5 tips for getting a graduate engineering job at Thales
In the UK, the company designs and builds a large number of electronic systems for aircraft, military vehicles and the transport network, working on everything from missile guidance to railway signaling – meaning they offer a huge range of roles on a plethora of important projects.
The Student Engineer spoke to the company’s director of emerging talent, Miranda Davies, to get the inside scoop on how to grab yourself one of Thales’s hotly contested graduate jobs.
1. Don’t stress about work experience
Direct work experience is a bonus but anything that demonstrates your skills can be useful.
Everyone should know that work experience is vital to securing your first engineering job. Every year around half of Thales UK’s 60 engineering interns go on to permanent roles with the company.
But that still leaves the firm with around other 60 positions to fill. And while having directly relevant experience of aerospace or transport electronics projects is a bonus, Thales is looking more for the broader skills acquired through jobs and placements, says Davies.
‘It is understood that the number of internships versus number of undergraduates means not everyone has the opportunity to do one. We wouldn’t screen someone out for having no direct work experience or having non-engineering related experience. For example, you can acquire as many skills dealing with customers and communication by working in a customer service job.’
2. Pick the right role for you
Thales offers you the chance to get straight into a specific role, whether it’s designing cockpit simulators or navigation systems.
Unlike many big employers, Thales don’t put all their new recruits onto a general graduate scheme. Instead, most candidates apply for specific roles in different departments that are all backed up by a standard two and a half-year training programme.
This means it’s important to research the role and the relevant sector as much as possible in order to be able to demonstrate how your skills match the job when filling out the online application form.
‘Each of the grad vacancies comes with an individual job description that has its own set of degree and/or technical or module requirements, so detailing all of that is important,’ says Davies.
The exception is the research and technology scheme in which a small number of grads are sent on numerous placements around the company, so candidates here need to be able to demonstrate their broader engineering interests.
3. Be flexible
Thales has several facilities away from big cities, such as its submarine sonar factory in Somerset.
Although all of Thales’s divisions are oversubscribed, the company finds certain roles much harder to fill than others, particularly electrical/electronic hardware, software and some systems engineering jobs.
So if you’re set on working for Thales, look broadly at everything it has to offer and – depending on your engineering skills and degree course – don’t just jump for the popular mechanical roles.
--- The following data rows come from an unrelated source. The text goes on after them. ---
//! Root-level three-way merge.
//!
//! Tables are matched across base, ours and theirs by identity, so a table
//! renamed on one side still merges with its counterpart. Each table merges
//! schema first, then rows. Conflicts from every table are collected before
//! returning; a merge with conflicts still produces a complete candidate root.

use std::collections::BTreeSet;

use tracing::{debug, info};

use super::conflict::{ConflictSet, NamedEntry, TableConflict};
use super::row_merge::merge_rows;
use super::schema_merge::merge_schemas;
use crate::diff::{compute_delta, TableVersion};
use crate::snapshot::{Root, RootEntry, Table};
use crate::storage::{StorageError, StorageResult, Store, TableId, TableName};
use crate::warnings::Warnings;

/// Per-table numbers of a merge.
#[derive(Debug, Clone, PartialEq, Eq)]
pub struct TableMergeStats {
    pub table: TableName,
    /// row changes taken from theirs
    pub applied: usize,
    pub conflicts: usize,
}

/// Result of [`merge_roots`].
#[derive(Debug, Clone)]
pub struct MergeOutcome {
    /// candidate root, with the conflict set attached when there is one
    pub root: Root,
    pub conflicts: ConflictSet,
    /// tables whose rows needed a real three-way merge
    pub stats: Vec<TableMergeStats>,
    pub warnings: Warnings,
}

impl MergeOutcome {
    pub fn has_conflicts(&self) -> bool {
        !self.conflicts.is_empty()
    }

    /// Names of tables with conflicts.
    pub fn unmerged_tables(&self) -> BTreeSet<TableName> {
        self.conflicts.tables()
    }
}

/// Merge `ours` and `theirs` against their common ancestor `base`.
pub fn merge_roots(store: &Store, base: &Root, ours: &Root, theirs: &Root) -> StorageResult<MergeOutcome> {
    merge_roots_with(store, base, ours, theirs, Warnings::new())
}

/// [`merge_roots`] with a caller-provided warning collector.
pub fn merge_roots_with(
    store: &Store,
    base: &Root,
    ours: &Root,
    theirs: &Root,
    warnings: Warnings,
) -> StorageResult<MergeOutcome> {
    let mut merge = RootMerge {
        store,
        conflicts: ConflictSet::new(),
        stats: Vec::new(),
        warnings,
    };

    let mut placements = Vec::new();
    if ours.same_tables(theirs) || theirs.same_tables(base) {
        placements.extend(ours.entries().map(|(n, e)| named(n, e)));
    } else if ours.same_tables(base) {
        placements.extend(theirs.entries().map(|(n, e)| named(n, e)));
    } else {
        let ids: BTreeSet<TableId> = [base, ours, theirs]
            .iter()
            .flat_map(|root| root.entries().map(|(_, e)| e.id.clone()))
            .collect();
        for id in &ids {
            let find = |root: &Root| root.find_by_id(id).map(|(n, e)| named(n, e));
            if let Some(entry) = merge.table(find(base), find(ours), find(theirs))? {
                placements.push(entry);
            }
        }
    }

    // tables under the name ours uses claim it first
    placements.sort_by_key(|p| ours.entry(&p.name).map(|e| e.id != p.entry.id).unwrap_or(true));
    let mut root = Root::empty();
    for placed in placements {
        match root.entry(&placed.name) {
            Some(existing) => {
                let existing = named(&placed.name, existing);
                merge.conflicts.push_table(TableConflict {
                    table: placed.name.clone(),
                    reason: "table name used by two different tables".to_string(),
                    base: None,
                    ours: Some(existing),
                    theirs: Some(placed),
                });
            }
            None => root.put(placed.name, placed.entry),
        }
    }

    merge.conflicts.attach(store, &mut root)?;
    info!(
        tables = root.len(),
        merged_tables = merge.stats.len(),
        conflicts = merge.conflicts.len(),
        "roots merged"
    );
    Ok(MergeOutcome {
        root,
        conflicts: merge.conflicts,
        stats: merge.stats,
        warnings: merge.warnings,
    })
}

fn named(name: &TableName, entry: &RootEntry) -> NamedEntry {
    NamedEntry {
        name: name.clone(),
        entry: entry.clone(),
    }
}

struct RootMerge<'a> {
    store: &'a Store,
    conflicts: ConflictSet,
    stats: Vec<TableMergeStats>,
    warnings: Warnings,
}

impl RootMerge<'_> {
    /// Merge one table identity. Returns the entry to place in the merged
    /// root, if any.
    fn table(
        &mut self,
        base: Option<NamedEntry>,
        ours: Option<NamedEntry>,
        theirs: Option<NamedEntry>,
    ) -> StorageResult<Option<NamedEntry>> {
        let outcome = match (&base, &ours, &theirs) {
            (_, None, None) => Ok(None),
            (None, Some(only), None) | (None, None, Some(only)) => Ok(Some(only.clone())),
            (None, Some(o), Some(t)) if o == t => Ok(Some(o.clone())),
            (None, Some(_), Some(_)) => Err("table created on both sides with different contents".to_string()),
            (Some(b), None, Some(other)) | (Some(b), Some(other), None) => {
                if other.entry.table == b.entry.table {
                    Ok(None)
                } else {
                    Err("table deleted on one side and modified on the other".to_string())
                }
            }
            (Some(b), Some(o), Some(t)) => match merged_name(b, o, t) {
                Err(reason) => Err(reason),
                Ok(name) => {
                    let (b_id, o_id, t_id) = (b.entry.table, o.entry.table, t.entry.table);
                    if o_id == t_id || t_id == b_id {
                        Ok(Some(rename(o, name)))
                    } else if o_id == b_id {
                        Ok(Some(rename(t, name)))
                    } else {
                        self.contents(name, b, o, t)?
                    }
                }
            },
        };

        match outcome {
            Ok(entry) => Ok(entry),
            Err(reason) => {
                let table = ours
                    .as_ref()
                    .or(theirs.as_ref())
                    .or(base.as_ref())
                    .map(|e| e.name.clone())
                    .ok_or_else(|| StorageError::Internal("table conflict without a table".to_string()))?;
                debug!(table = %table, reason = %reason, "table conflict");
                self.conflicts.push_table(TableConflict {
                    table,
                    reason,
                    base: base.clone(),
                    ours,
                    theirs,
                });
                // the merged root keeps the base version until resolved
                Ok(base)
            }
        }
    }

    /// Merge schema and rows of a table changed on both sides.
    fn contents(
        &mut self,
        name: TableName,
        base: &NamedEntry,
        ours: &NamedEntry,
        theirs: &NamedEntry,
    ) -> StorageResult<Result<Option<NamedEntry>, String>> {
        let b = Table::load(self.store, &base.entry.table)?;
        let o = Table::load(self.store, &ours.entry.table)?;
        let t = Table::load(self.store, &theirs.entry.table)?;

        let schema = match merge_schemas(b.schema(), o.schema(), t.schema()) {
            Ok(schema) => schema,
            Err(reason) => return Ok(Err(reason)),
        };

        let base_shape = b.schema().key_shape();
        if schema.key_shape() != base_shape {
            let ours_rekeyed = o.schema().key_shape() != base_shape;
            let theirs_rekeyed = t.schema().key_shape() != base_shape;
            let rows_changed = |side: &NamedEntry| -> StorageResult<bool> {
                compute_delta(
                    Some(TableVersion::from_entry(self.store, &base.name, &base.entry)?),
                    Some(TableVersion::from_entry(self.store, &side.name, &side.entry)?),
                )
                .data_changed()
            };
            if (ours_rekeyed && !theirs_rekeyed && rows_changed(theirs)?)
                || (theirs_rekeyed && !ours_rekeyed && rows_changed(ours)?)
            {
                return Ok(Err(
                    "primary key changed on one side while rows changed on the other".to_string(),
                ));
            }
        }

        let mut normalized = Vec::with_capacity(3);
        for table in [&b, &o, &t] {
            match table.alter(schema.clone(), &mut self.warnings) {
                Ok(table) => normalized.push(table),
                Err(e @ (StorageError::SchemaViolation(_) | StorageError::RowAlreadyExists { .. })) => {
                    return Ok(Err(format!("rows don't fit the merged schema: {}", e)));
                }
                Err(e) => return Err(e),
            }
        }
        let [b, o, t] = <[Table; 3]>::try_from(normalized)
            .map_err(|_| StorageError::Internal("expected three table versions".to_string()))?;

        let merged = merge_rows(&name, &b, &o, &t)?;
        self.stats.push(TableMergeStats {
            table: name.clone(),
            applied: merged.applied,
            conflicts: merged.conflicts.len(),
        });
        for conflict in merged.conflicts {
            self.conflicts.push(conflict);
        }
        Ok(Ok(Some(NamedEntry {
            name,
            entry: RootEntry {
                id: base.entry.id.clone(),
                table: merged.table.write()?,
            },
        })))
    }
}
But also remember to be flexible when it comes to where in the country you’ll be working. Jobs at the firm’s Glasgow and Belfast bases have strong links with local universities. Others in more rural areas such as Somerset, where Thales designs and manufactures submarine systems, tend to receive much less competition.
Staying open to being mobile is also important in becoming chartered, says Davies. ‘Although we recruit into that individual role initially, as they move through the early years of their career they need to be flexible to move around otherwise they won’t get the breadth of experience to achieve their professional registration.’
4. Show you can take responsibility
Thales’s technology underpins numerous critical systems so taking responsibility for getting things right is vital.
If you make it past the online application form and testing, you’ll be invited to an assessment centre for an interview and group work, where Thales will be looking for you to demonstrate a number of competencies such as teamwork and communication.
Importantly, the assessors want candidates who can accept accountability. ‘We’re looking for people to take ownership of their actions, decisions and behaviour,’ says Davies.
‘So if we’re observing a group exercise, it’s important to see somebody is prepared to either take the lead or if mistakes happen – and they do – to take responsibility for them and see how they deal with that situation.
This also includes how you manage yourself, she adds. ‘How you manage your own time, how you manage and conduct yourself, how you are flexible and adaptable.’
5. Sharpen your presentation skills
Luckily your Powerpoint slides don’t have to be as good as Thales’s emergency control systems.
At assessment, you’ll also be asked to give a presentation on your final year project (or another topic if you’re a maths graduate who doesn’t do project work).
This is a chance to show off both your technical and communication skills, but also demonstrate other key abilities, says Davies. ‘What sometimes comes out through the final year project are the competencies around problem solving, shaping solutions out of complexity.
‘Equally we can assess how they manage themselves because if they’ve been in a project team we’ll get a better understanding of how they worked particularly if they’ve had a difficult working relationship with other members of the team.’